My 7 Favorite Quotes from Walden

I love old books. And I love timeless books. Walden is both old and is more relevant than ever. Henry embraces solitude, simple living, and nature. And living in a society where we compare ourselves with the biggest and most beautiful houses and the fastest cars. Just one cm behind that façade where everything seems so beautiful, we find stress and pain.

Except for the “Start Here”, I have never mentioned the book Walden too much. It is one of my favorite books. And this article will contain my favorite quotes from it, and why I love them so much.

Books are the treasured wealth of the world and the fit inheritance of generations and nations.

The first time I completed a book was when I was 23 years old. I did try to read Harry Potter and all the other “must-read” fiction books. That everybody seemed to love. But still, to this date, I have never finished a fiction book. As lame as it seems. No one told me that I could learn whatever I wanted from books. Or maybe I didn’t listen at that time. 99.9 % of the stuff we want to do, has been done and the chances that somebody has written a book about their doing or achievement is pretty big.

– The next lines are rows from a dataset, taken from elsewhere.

use rust_decimal::Decimal;
use serde_json::{json, Value as JsonValue};
use sqlx::{PgConnection, PgPool};

use crate::audit;
use crate::orders::error::OrderError;
use crate::orders::models::{Line, Order, OrderKind, OrderStatus, Receipt};

const ORDER_COLUMNS: &str =
    "id, purchaser_id, kind, status, total_price_paid, created_at, updated_at";

/// Repository for orders, lines, receipts, and the audited save path.
#[derive(Clone)]
pub struct OrdersRepository {
    pool: PgPool,
}

impl OrdersRepository {
    pub fn new(pool: PgPool) -> Self {
        Self { pool }
    }

    pub fn pool(&self) -> &PgPool {
        &self.pool
    }

    pub async fn find(&self, id: i64) -> Result<Option<Order>, OrderError> {
        let order = sqlx::query_as::<_, Order>(&format!(
            "SELECT {ORDER_COLUMNS} FROM orders WHERE id = $1"
        ))
        .bind(id)
        .fetch_optional(&self.pool)
        .await?;

        Ok(order)
    }

    pub async fn orders_for_user(&self, user_id: i32) -> Result<Vec<Order>, OrderError> {
        let orders = sqlx::query_as::<_, Order>(&format!(
            "SELECT {ORDER_COLUMNS} FROM orders WHERE purchaser_id = $1 ORDER BY created_at DESC"
        ))
        .bind(user_id)
        .fetch_all(&self.pool)
        .await?;

        Ok(orders)
    }

    pub async fn line_for_order(&self, order_id: i64) -> Result<Option<Line>, OrderError> {
        let line = sqlx::query_as::<_, Line>(
            "SELECT id, order_id, product_version_id, quantity FROM lines WHERE order_id = $1",
        )
        .bind(order_id)
        .fetch_optional(&self.pool)
        .await?;

        Ok(line)
    }

    /// Create an order in `created` status with its line, coupon redemption
    /// (when a coupon applied), and creation audit row, all in one
    /// transaction. The UNIQUE constraints on lines and coupon_redemptions
    /// make "one line, at most one redemption per order" hold even if this
    /// is called twice concurrently.
    pub async fn create_order(
        &self,
        purchaser_id: i32,
        kind: OrderKind,
        total_price_paid: Decimal,
        product_version_id: i64,
        quantity: i32,
        coupon_version_id: Option<i64>,
        acting_user_id: Option<i32>,
    ) -> Result<(Order, Line), OrderError> {
        let mut tx = self.pool.begin().await?;

        let order = sqlx::query_as::<_, Order>(&format!(
            r#"
            INSERT INTO orders (purchaser_id, kind, status, total_price_paid)
            VALUES ($1, $2, 'created', $3)
            RETURNING {ORDER_COLUMNS}
            "#
        ))
        .bind(purchaser_id)
        .bind(kind)
        .bind(total_price_paid)
        .fetch_one(&mut *tx)
        .await?;

        let line = sqlx::query_as::<_, Line>(
            r#"
            INSERT INTO lines (order_id, product_version_id, quantity)
            VALUES ($1, $2, $3)
            RETURNING id, order_id, product_version_id, quantity
            "#,
        )
        .bind(order.id)
        .bind(product_version_id)
        .bind(quantity)
        .fetch_one(&mut *tx)
        .await?;

        if let Some(version_id) = coupon_version_id {
            sqlx::query(
                r#"
                INSERT INTO coupon_redemptions (coupon_version_id, order_id)
                VALUES ($1, $2)
                "#,
            )
            .bind(version_id)
            .bind(order.id)
            .execute(&mut *tx)
            .await?;
        }

        let after = order_snapshot(&mut *tx, order.id).await?;
        audit::log_order_audit(&mut *tx, order.id, acting_user_id, None, after).await?;

        tx.commit().await?;
        Ok((order, line))
    }

    /// Persist a new order status through the audited save path: before and
    /// after snapshots are written with the status change in one
    /// transaction. The row is locked for the duration and its status
    /// re-checked under the lock, so of two concurrent callbacks the loser
    /// gets UnexpectedStatus instead of silently overwriting the winner.
    pub async fn save_status_audited(
        &self,
        order_id: i64,
        new_status: OrderStatus,
        acting_user_id: Option<i32>,
    ) -> Result<Order, OrderError> {
        let mut tx = self.pool.begin().await?;

        let current: Option<OrderStatus> =
            sqlx::query_scalar("SELECT status FROM orders WHERE id = $1 FOR UPDATE")
                .bind(order_id)
                .fetch_optional(&mut *tx)
                .await?;
        let current = current.ok_or(OrderError::OrderNotFound(order_id))?;
        if current != OrderStatus::Created {
            return Err(OrderError::UnexpectedStatus {
                order_id,
                actual: current,
            });
        }

        let before = order_snapshot(&mut *tx, order_id).await?;

        let order = sqlx::query_as::<_, Order>(&format!(
            r#"
            UPDATE orders SET status = $2, updated_at = NOW()
            WHERE id = $1
            RETURNING {ORDER_COLUMNS}
            "#
        ))
        .bind(order_id)
        .bind(new_status)
        .fetch_one(&mut *tx)
        .await?;

        let after = order_snapshot(&mut *tx, order_id).await?;
        audit::log_order_audit(&mut *tx, order_id, acting_user_id, Some(before), after).await?;

        tx.commit().await?;
        Ok(order)
    }

    /// Persist a raw gateway payload before any parsing happens
    pub async fn create_receipt(&self, data: JsonValue) -> Result<Receipt, OrderError> {
        let receipt = sqlx::query_as::<_, Receipt>(
            r#"
            INSERT INTO receipts (data)
            VALUES ($1)
            RETURNING id, order_id, data, created_at
            "#,
        )
        .bind(data)
        .fetch_one(&self.pool)
        .await?;

        Ok(receipt)
    }

    pub async fn attach_receipt(&self, receipt_id: i64, order_id: i64) -> Result<(), OrderError> {
        sqlx::query("UPDATE receipts SET order_id = $2 WHERE id = $1")
            .bind(receipt_id)
            .bind(order_id)
            .execute(&self.pool)
            .await?;

        Ok(())
    }

    /// The coupon (id and code) redeemed by an order, if any
    pub async fn redeemed_coupon(
        &self,
        order_id: i64,
    ) -> Result<Option<(i64, String)>, OrderError> {
        let row: Option<(i64, String)> = sqlx::query_as(
            r#"
            SELECT c.id, c.coupon_code
            FROM coupon_redemptions r
            JOIN coupon_versions cv ON cv.id = r.coupon_version_id
            JOIN coupons c ON c.id = cv.coupon_id
            WHERE r.order_id = $1
            "#,
        )
        .bind(order_id)
        .fetch_optional(&self.pool)
        .await?;

        Ok(row)
    }
}

/// Serialize the full purchase context of an order as one JSON document:
/// the order, its line with product metadata, the redeemed coupon, any
/// enrollments, and attached receipts. Audit rows built from this are
/// standalone records usable for dispute resolution without joining back
/// to live tables.
pub async fn order_snapshot(
    conn: &mut PgConnection,
    order_id: i64,
) -> Result<JsonValue, OrderError> {
    let order = sqlx::query_as::<_, Order>(&format!(
        "SELECT {ORDER_COLUMNS} FROM orders WHERE id = $1"
    ))
    .bind(order_id)
    .fetch_one(&mut *conn)
    .await?;

    let line: Option<JsonValue> = sqlx::query_scalar(
        r#"
        SELECT to_jsonb(l) || jsonb_build_object(
            'product_version', to_jsonb(pv),
            'product', to_jsonb(p)
        )
        FROM lines l
        JOIN product_versions pv ON pv.id = l.product_version_id
        JOIN products p ON p.id = pv.product_id
        WHERE l.order_id = $1
        "#,
    )
    .bind(order_id)
    .fetch_optional(&mut *conn)
    .await?;

    let coupon: Option<JsonValue> = sqlx::query_scalar(
        r#"
        SELECT to_jsonb(r) || jsonb_build_object('coupon_code', c.coupon_code)
        FROM coupon_redemptions r
        JOIN coupon_versions cv ON cv.id = r.coupon_version_id
        JOIN coupons c ON c.id = cv.coupon_id
        WHERE r.order_id = $1
        "#,
    )
    .bind(order_id)
    .fetch_optional(&mut *conn)
    .await?;

    let enrollments: Vec<JsonValue> = sqlx::query_scalar(
        r#"
        SELECT to_jsonb(e) || jsonb_build_object('run_title', cr.title)
        FROM enrollments e
        JOIN course_runs cr ON cr.id = e.run_id
        WHERE e.order_id = $1
        "#,
    )
    .bind(order_id)
    .fetch_all(&mut *conn)
    .await?;

    let receipts: Vec<JsonValue> =
        sqlx::query_scalar("SELECT to_jsonb(r) FROM receipts r WHERE r.order_id = $1")
            .bind(order_id)
            .fetch_all(&mut *conn)
            .await?;

    Ok(json!({
        "order": order,
        "line": line,
        "coupon_redemption": coupon,
        "enrollments": enrollments,
        "receipts": receipts,
    }))
}
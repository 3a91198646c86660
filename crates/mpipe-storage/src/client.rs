//! S3 gateway implementation.

use std::path::{Path, PathBuf};

use async_trait::async_trait;
use aws_config::BehaviorVersion;
use aws_credential_types::Credentials;
use aws_sdk_s3::config::{Builder, Region};
use aws_sdk_s3::primitives::ByteStream;
use aws_sdk_s3::Client;
use tokio::io::AsyncWriteExt;
use tracing::{debug, info};

use crate::error::{StorageError, StorageResult};
use crate::gateway::{
    download_path, plan_directory_upload, BlobConnector, BlobStore, UploadSummary,
};

/// Configuration for the S3 gateway.
#[derive(Debug, Clone)]
pub struct S3Config {
    /// S3 API endpoint URL
    pub endpoint_url: String,
    /// Access key ID
    pub access_key_id: String,
    /// Secret access key
    pub secret_access_key: String,
    pub region: String,
    /// Bucket holding original uploads
    pub upload_bucket: String,
    /// Bucket receiving pipeline outputs
    pub storage_bucket: String,
}

impl S3Config {
    /// Create config from environment variables.
    pub fn from_env() -> StorageResult<Self> {
        Ok(Self {
            endpoint_url: std::env::var("S3_ENDPOINT_URL")
                .map_err(|_| StorageError::config_error("S3_ENDPOINT_URL not set"))?,
            access_key_id: std::env::var("S3_ACCESS_KEY_ID")
                .map_err(|_| StorageError::config_error("S3_ACCESS_KEY_ID not set"))?,
            secret_access_key: std::env::var("S3_SECRET_ACCESS_KEY")
                .map_err(|_| StorageError::config_error("S3_SECRET_ACCESS_KEY not set"))?,
            region: std::env::var("S3_REGION").unwrap_or_else(|_| "us-east-1".to_string()),
            upload_bucket: std::env::var("S3_UPLOAD_BUCKET")
                .map_err(|_| StorageError::config_error("S3_UPLOAD_BUCKET not set"))?,
            storage_bucket: std::env::var("S3_STORAGE_BUCKET")
                .map_err(|_| StorageError::config_error("S3_STORAGE_BUCKET not set"))?,
        })
    }
}

/// Blob store connection over the S3 API.
#[derive(Clone)]
pub struct S3Gateway {
    client: Client,
    upload_bucket: String,
    storage_bucket: String,
}

impl S3Gateway {
    /// Build a client and make sure both buckets exist.
    pub async fn connect(config: &S3Config) -> StorageResult<Self> {
        let credentials = Credentials::new(
            &config.access_key_id,
            &config.secret_access_key,
            None,
            None,
            "mpipe",
        );

        let sdk_config = Builder::new()
            .behavior_version(BehaviorVersion::latest())
            .endpoint_url(&config.endpoint_url)
            .region(Region::new(config.region.clone()))
            .credentials_provider(credentials)
            .force_path_style(true)
            .build();

        let gateway = Self {
            client: Client::from_conf(sdk_config),
            upload_bucket: config.upload_bucket.clone(),
            storage_bucket: config.storage_bucket.clone(),
        };

        gateway.ensure_bucket(&gateway.upload_bucket).await?;
        gateway.ensure_bucket(&gateway.storage_bucket).await?;
        Ok(gateway)
    }

    async fn ensure_bucket(&self, bucket: &str) -> StorageResult<()> {
        if self.client.head_bucket().bucket(bucket).send().await.is_ok() {
            return Ok(());
        }

        info!(bucket, "Bucket missing, creating");
        self.client
            .create_bucket()
            .bucket(bucket)
            .send()
            .await
            .map_err(|e| StorageError::bucket_setup(bucket, e.to_string()))?;
        Ok(())
    }

    async fn upload_file(&self, path: &Path, key: &str, content_type: &str) -> StorageResult<()> {
        debug!("Uploading {} to {}", path.display(), key);

        let body = ByteStream::from_path(path)
            .await
            .map_err(|e| StorageError::upload_failed(e.to_string()))?;

        self.client
            .put_object()
            .bucket(&self.storage_bucket)
            .key(key)
            .body(body)
            .content_type(content_type)
            .send()
            .await
            .map_err(|e| StorageError::upload_failed(format!("{}: {}", key, e)))?;

        Ok(())
    }
}

#[async_trait]
impl BlobStore for S3Gateway {
    async fn download(&self, key: &str, dest_dir: &Path) -> StorageResult<PathBuf> {
        let path = download_path(key, dest_dir)?;
        debug!("Downloading {} to {}", key, path.display());

        let response = self
            .client
            .get_object()
            .bucket(&self.upload_bucket)
            .key(key)
            .send()
            .await
            .map_err(|e| {
                if e.to_string().contains("NoSuchKey") {
                    StorageError::not_found(key)
                } else {
                    StorageError::download_failed(e.to_string())
                }
            })?;

        tokio::fs::create_dir_all(dest_dir).await?;
        let mut file = tokio::fs::File::create(&path).await?;
        let mut body = response.body;
        while let Some(chunk) = body
            .try_next()
            .await
            .map_err(|e| StorageError::download_failed(e.to_string()))?
        {
            file.write_all(&chunk).await?;
        }
        file.flush().await?;

        info!("Downloaded {} to {}", key, path.display());
        Ok(path)
    }

    async fn upload_directory(
        &self,
        local_dir: &Path,
        remote_prefix: &str,
    ) -> StorageResult<UploadSummary> {
        let (planned, skipped) = plan_directory_upload(local_dir, remote_prefix).await?;

        let mut summary = UploadSummary {
            uploaded: Vec::with_capacity(planned.len()),
            skipped,
        };
        for upload in planned {
            self.upload_file(&upload.path, &upload.key, upload.content_type)
                .await?;
            summary.uploaded.push(upload.key);
        }

        info!(
            prefix = remote_prefix,
            uploaded = summary.uploaded.len(),
            skipped = summary.skipped,
            "Uploaded output directory"
        );
        Ok(summary)
    }
}

/// Opens one [`S3Gateway`] per caller.
#[derive(Debug, Clone)]
pub struct S3Connector {
    config: S3Config,
}

impl S3Connector {
    pub fn new(config: S3Config) -> Self {
        Self { config }
    }
}

#[async_trait]
impl BlobConnector for S3Connector {
    async fn connect(&self) -> StorageResult<Box<dyn BlobStore>> {
        Ok(Box::new(S3Gateway::connect(&self.config).await?))
    }
}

I loved being a mason apprentice. Because I could just show up and learn from the best. The best ones were expected to teach their craft. And I feel the same way about reading. I can read books from the very best people in their fields, and learn from their mistakes. And books will tell you that stuff is possible because they have done it. No need to worry about your friends or mom who will tell you your idea is insane. Just go and read another book that will tell you it possible.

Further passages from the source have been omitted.